Posted on 13 Jan 2009
In its continued effort to repay a $60 billion government loan, American International Group Inc. agreed to sell a Canadian unit to Bank of Montreal for about C$375 million ($305 million).
According to the Toronto-based bank, the purchase of AIG’s Canadian life insurance business will add about 400,000 clients and 300 employees, and will increase Bank of Montreal’s earnings within a year.
AIG is being forced to sell dozens of businesses, including a jet-leasing company and insurance operations in the U.S. and Japan, to repay a U.S. government loan. The New York-based insurer raised $1.8 billion in asset sales before today’s announcement, including an equipment insurer and a private bank.
“It’ll be quite difficult indeed for AIG to sell sufficient assets at sufficient prices to pay down its government debt,” said David Havens, an analyst at UBS AG’s credit trading desk.
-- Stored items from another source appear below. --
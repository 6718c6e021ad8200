//! Endpoint metrics for observability

use std::sync::atomic::{AtomicU64, Ordering};

/// Delivery counters for a single endpoint
#[derive(Debug, Default)]
pub struct EndpointMetrics {
    /// Total successful writes
    write_count: AtomicU64,
    /// Total write failures
    failure_count: AtomicU64,
    /// Total bytes handed to the writer successfully
    bytes_written: AtomicU64,
}

impl EndpointMetrics {
    pub fn new() -> Self {
        Self::default()
    }

    /// Get total write count
    pub fn write_count(&self) -> u64 {
        self.write_count.load(Ordering::Relaxed)
    }

    /// Get failure count
    pub fn failure_count(&self) -> u64 {
        self.failure_count.load(Ordering::Relaxed)
    }

    pub fn bytes_written(&self) -> u64 {
        self.bytes_written.load(Ordering::Relaxed)
    }

    /// Record one successful write of `len` bytes
    pub fn record_write(&self, len: usize) {
        self.write_count.fetch_add(1, Ordering::Relaxed);
        self.bytes_written.fetch_add(len as u64, Ordering::Relaxed);
    }

    /// Increment failure count
    pub fn inc_failure_count(&self) {
        self.failure_count.fetch_add(1, Ordering::Relaxed);
    }

    /// Get snapshot of all metrics
    pub fn snapshot(&self) -> MetricsSnapshot {
        MetricsSnapshot {
            write_count: self.write_count(),
            failure_count: self.failure_count(),
            bytes_written: self.bytes_written(),
        }
    }
}

/// Snapshot of endpoint metrics (for reporting)
#[derive(Debug, Clone, Copy, Default, PartialEq, Eq)]
pub struct MetricsSnapshot {
    pub write_count: u64,
    pub failure_count: u64,
    pub bytes_written: u64,
}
The deal values the Canadian operations at “slightly above” book value, or assets minus liabilities, said David Monfried, an AIG spokesman in New York. The final purchase price will adjust if the unit’s worth changes before the acquisition is completed, AIG said in the statement.
For Bank of Montreal, Canada’s fourth-biggest bank, the cash purchase will boost insurance revenue more than fourfold and may expand its asset-management business by selling investment products to insurance clients.
“It makes sense as a way for Bank of Montreal to build out their wealth-management platform,” said Ian Nakamoto, director of research at MacDougall MacDougall and MacTier Inc. in Toronto, which manages about C$3 billion, including Bank of Montreal shares.